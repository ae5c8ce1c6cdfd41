// crates/tally-plugin/src/session.rs
// ============================================================================
// Module: Plugin Session
// Description: Per-process control-plane state and heartbeat supervision.
// Purpose: Hold the session token, listen address, liveness timer, and the
//          single-slot shutdown signal that ends the process.
// Dependencies: base64, rand, subtle, tally-config, tokio
// ============================================================================

//! ## Overview
//! One [`Session`] exists per plugin process. Every inbound call resets its
//! heartbeat; [`supervise_heartbeat`] settles the shutdown signal with
//! [`PluginExitCode::HeartbeatTimeout`] once the deadline passes without a
//! reset. The shutdown signal is settled at most once: later writes are
//! ignored, never block, and never panic.

// ============================================================================
// SECTION: Imports
// ============================================================================

use std::net::SocketAddr;
use std::sync::Arc;
use std::sync::Mutex;
use std::sync::OnceLock;
use std::sync::PoisonError;
use std::time::Duration;

use base64::Engine as _;
use base64::engine::general_purpose::URL_SAFE_NO_PAD;
use rand::RngCore;
use rand::rngs::OsRng;
use subtle::ConstantTimeEq;
use tally_config::PluginConfig;
use tokio::sync::watch;
use tokio::time::Instant;
use tokio::time::MissedTickBehavior;

use crate::log::PluginLogEvent;
use crate::log::PluginLogSink;

// ============================================================================
// SECTION: Constants
// ============================================================================

/// Random bytes in a session token.
const TOKEN_BYTES: usize = 32;

// ============================================================================
// SECTION: Exit Codes
// ============================================================================

/// Process exit codes reported to the control process.
#[derive(Debug, Clone, Copy, PartialEq, Eq, Hash)]
#[repr(i32)]
pub enum PluginExitCode {
    /// Clean shutdown, including one-shot return and explicit kill.
    Clean = 0,
    /// Configuration, log sink, or listener bind failure.
    StartupFailure = 1,
    /// The handshake could not be delivered to the control process.
    RegistrationFailure = 2,
    /// No call or ping arrived within the heartbeat deadline.
    HeartbeatTimeout = 3,
}

impl PluginExitCode {
    /// Convert to i32 for process exit.
    #[must_use]
    pub const fn as_i32(self) -> i32 {
        self as i32
    }
}

impl From<PluginExitCode> for i32 {
    fn from(code: PluginExitCode) -> Self {
        code.as_i32()
    }
}

// ============================================================================
// SECTION: Session
// ============================================================================

/// Per-process control-plane state.
///
/// # Invariants
/// - The token and heartbeat settings never change after construction.
/// - The listen address is set at most once.
/// - The shutdown signal is settled at most once; the first code wins.
pub struct Session {
    /// Token the control process must present.
    token: String,
    /// Bound listener address.
    listen_address: OnceLock<SocketAddr>,
    /// Log sink for lifecycle and call events.
    logger: Arc<dyn PluginLogSink>,
    /// Time of the most recent heartbeat reset.
    last_heartbeat: Mutex<Instant>,
    /// Supervisor tick interval.
    tick: Duration,
    /// Time without a reset after which the plugin exits.
    deadline: Duration,
    /// Whether the runtime blocks until shutdown.
    daemon: bool,
    /// Single-slot shutdown signal.
    shutdown: watch::Sender<Option<PluginExitCode>>,
}

impl Session {
    /// Creates a session with a fresh random token.
    #[must_use]
    pub fn new(config: &PluginConfig, logger: Arc<dyn PluginLogSink>) -> Self {
        let mut bytes = [0u8; TOKEN_BYTES];
        OsRng.fill_bytes(&mut bytes);
        let (shutdown, _) = watch::channel(None);
        Self {
            token: URL_SAFE_NO_PAD.encode(bytes),
            listen_address: OnceLock::new(),
            logger,
            last_heartbeat: Mutex::new(Instant::now()),
            tick: config.heartbeat.tick(),
            deadline: config.heartbeat.deadline(),
            daemon: config.runtime.daemon,
            shutdown,
        }
    }

    /// Returns the session token.
    #[must_use]
    pub fn token(&self) -> &str {
        &self.token
    }

    /// Checks a presented token in constant time.
    #[must_use]
    pub fn authenticate(&self, presented: &str) -> bool {
        self.token.as_bytes().ct_eq(presented.as_bytes()).into()
    }

    /// Returns the bound listener address once set.
    #[must_use]
    pub fn listen_address(&self) -> Option<SocketAddr> {
        self.listen_address.get().copied()
    }

    /// Records the bound listener address; returns false if already set.
    pub fn set_listen_address(&self, address: SocketAddr) -> bool {
        self.listen_address.set(address).is_ok()
    }

    /// Records a log event.
    pub fn log(&self, event: &PluginLogEvent) {
        self.logger.record(event);
    }

    /// Returns whether the runtime blocks until shutdown.
    #[must_use]
    pub const fn is_daemon(&self) -> bool {
        self.daemon
    }

    /// Returns the supervisor tick interval.
    #[must_use]
    pub const fn tick(&self) -> Duration {
        self.tick
    }

    /// Returns the liveness deadline.
    #[must_use]
    pub const fn deadline(&self) -> Duration {
        self.deadline
    }

    /// Marks the control process as alive now.
    pub fn reset_heartbeat(&self) {
        *self.last_heartbeat.lock().unwrap_or_else(PoisonError::into_inner) = Instant::now();
    }

    /// Returns the time since the last heartbeat reset.
    #[must_use]
    pub fn since_heartbeat(&self) -> Duration {
        self.last_heartbeat.lock().unwrap_or_else(PoisonError::into_inner).elapsed()
    }

    /// Settles the shutdown signal with `code`.
    ///
    /// Returns true when this call settled the signal and false when it was
    /// already settled.
    pub fn shutdown(&self, code: PluginExitCode) -> bool {
        self.shutdown.send_if_modified(|slot| {
            if slot.is_some() {
                return false;
            }
            *slot = Some(code);
            true
        })
    }

    /// Returns the settled exit code, if any.
    #[must_use]
    pub fn exit_code(&self) -> Option<PluginExitCode> {
        *self.shutdown.borrow()
    }

    /// Waits until the shutdown signal is settled and returns its code.
    pub async fn wait_for_shutdown(&self) -> PluginExitCode {
        let mut receiver = self.shutdown.subscribe();
        let settled = receiver.wait_for(Option::is_some).await.ok().and_then(|code| *code);
        settled.unwrap_or(PluginExitCode::Clean)
    }
}

// ============================================================================
// SECTION: Heartbeat Supervisor
// ============================================================================

/// Watches the session heartbeat until the shutdown signal settles.
///
/// Ticks every [`Session::tick`]; once [`Session::since_heartbeat`] reaches
/// [`Session::deadline`] it settles the signal with
/// [`PluginExitCode::HeartbeatTimeout`]. Returns the settled code, which may
/// come from another writer.
pub async fn supervise_heartbeat(session: Arc<Session>) -> PluginExitCode {
    let mut interval = tokio::time::interval(session.tick());
    interval.set_missed_tick_behavior(MissedTickBehavior::Delay);
    let mut receiver = session.shutdown.subscribe();
    loop {
        tokio::select! {
            _ = interval.tick() => {
                let idle = session.since_heartbeat();
                if idle >= session.deadline() {
                    if session.shutdown(PluginExitCode::HeartbeatTimeout) {
                        session.log(&PluginLogEvent::warn(
                            "heartbeat_timeout",
                            format!("no heartbeat for {} ms", idle.as_millis()),
                        ));
                    }
                    return session.exit_code().unwrap_or(PluginExitCode::HeartbeatTimeout);
                }
            }
            settled = receiver.wait_for(Option::is_some) => {
                let code = settled.ok().and_then(|code| *code);
                return code.unwrap_or(PluginExitCode::Clean);
            }
        }
    }
}

// ============================================================================
// SECTION: Tests
// ============================================================================

#[cfg(test)]
mod tests {
    #![allow(
        clippy::panic,
        clippy::unwrap_used,
        clippy::expect_used,
        clippy::use_debug,
        reason = "Test-only assertions."
    )]

    use std::sync::Arc;
    use std::time::Duration;

    use tally_config::PluginConfig;
    use tokio::time::Instant;

    use super::PluginExitCode;
    use super::Session;
    use super::supervise_heartbeat;
    use crate::log::MemoryLogSink;

    /// Builds a session with the given tick and deadline multiple.
    fn session(tick_ms: u64, deadline_ticks: u32) -> (Arc<Session>, Arc<MemoryLogSink>) {
        let mut config = PluginConfig::default();
        config.heartbeat.tick_ms = tick_ms;
        config.heartbeat.deadline_ticks = deadline_ticks;
        let sink = Arc::new(MemoryLogSink::new());
        (Arc::new(Session::new(&config, sink.clone())), sink)
    }

    #[test]
    fn tokens_are_unique_and_url_safe() {
        let (first, _) = session(1_000, 3);
        let (second, _) = session(1_000, 3);
        assert_ne!(first.token(), second.token());
        assert_eq!(first.token().len(), 43);
        assert!(first.token().chars().all(|c| c.is_ascii_alphanumeric() || c == '-' || c == '_'));
        assert!(first.authenticate(first.token()));
        assert!(!first.authenticate(second.token()));
        assert!(!first.authenticate(""));
    }

    #[test]
    fn listen_address_is_set_once() {
        let (session, _) = session(1_000, 3);
        assert_eq!(session.listen_address(), None);
        assert!(session.set_listen_address("127.0.0.1:4000".parse().unwrap()));
        assert!(!session.set_listen_address("127.0.0.1:5000".parse().unwrap()));
        assert_eq!(session.listen_address(), Some("127.0.0.1:4000".parse().unwrap()));
    }

    #[test]
    fn second_shutdown_write_is_ignored() {
        let (session, _) = session(1_000, 3);
        assert!(session.shutdown(PluginExitCode::Clean));
        assert!(!session.shutdown(PluginExitCode::HeartbeatTimeout));
        assert_eq!(session.exit_code(), Some(PluginExitCode::Clean));
    }

    #[tokio::test(start_paused = true)]
    async fn idle_session_times_out_between_deadline_and_one_extra_tick() {
        let (session, sink) = session(10, 1);
        let start = Instant::now();
        let code = supervise_heartbeat(Arc::clone(&session)).await;
        let elapsed = start.elapsed();
        assert_eq!(code, PluginExitCode::HeartbeatTimeout);
        assert!(elapsed >= Duration::from_millis(10), "{elapsed:?}");
        assert!(elapsed <= Duration::from_millis(20), "{elapsed:?}");
        assert_eq!(session.wait_for_shutdown().await, PluginExitCode::HeartbeatTimeout);
        assert_eq!(sink.events_named("heartbeat_timeout").len(), 1);
    }

    #[tokio::test(start_paused = true)]
    async fn resets_keep_the_session_alive() {
        let (session, _) = session(10, 3);
        let supervisor = tokio::spawn(supervise_heartbeat(Arc::clone(&session)));
        for _ in 0..10 {
            tokio::time::sleep(Duration::from_millis(15)).await;
            session.reset_heartbeat();
        }
        assert_eq!(session.exit_code(), None);
        let start = Instant::now();
        assert_eq!(supervisor.await.unwrap(), PluginExitCode::HeartbeatTimeout);
        assert!(start.elapsed() >= Duration::from_millis(30 - 15));
        assert!(start.elapsed() <= Duration::from_millis(40));
    }

    #[tokio::test(start_paused = true)]
    async fn explicit_shutdown_stops_the_supervisor() {
        let (session, sink) = session(10, 100);
        let supervisor = tokio::spawn(supervise_heartbeat(Arc::clone(&session)));
        tokio::time::sleep(Duration::from_millis(25)).await;
        assert!(session.shutdown(PluginExitCode::Clean));
        assert_eq!(supervisor.await.unwrap(), PluginExitCode::Clean);
        assert!(sink.events_named("heartbeat_timeout").is_empty());
        assert_eq!(PluginExitCode::HeartbeatTimeout.as_i32(), 3);
        assert_eq!(i32::from(PluginExitCode::RegistrationFailure), 2);
    }
}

* _EXERCISE_
Every line above that holds the string "Mutex" should be copied into the answer.

* _WRITTEN ANSWER_
use std::sync::Mutex;
    last_heartbeat: Mutex<Instant>,
            last_heartbeat: Mutex::new(Instant::now()),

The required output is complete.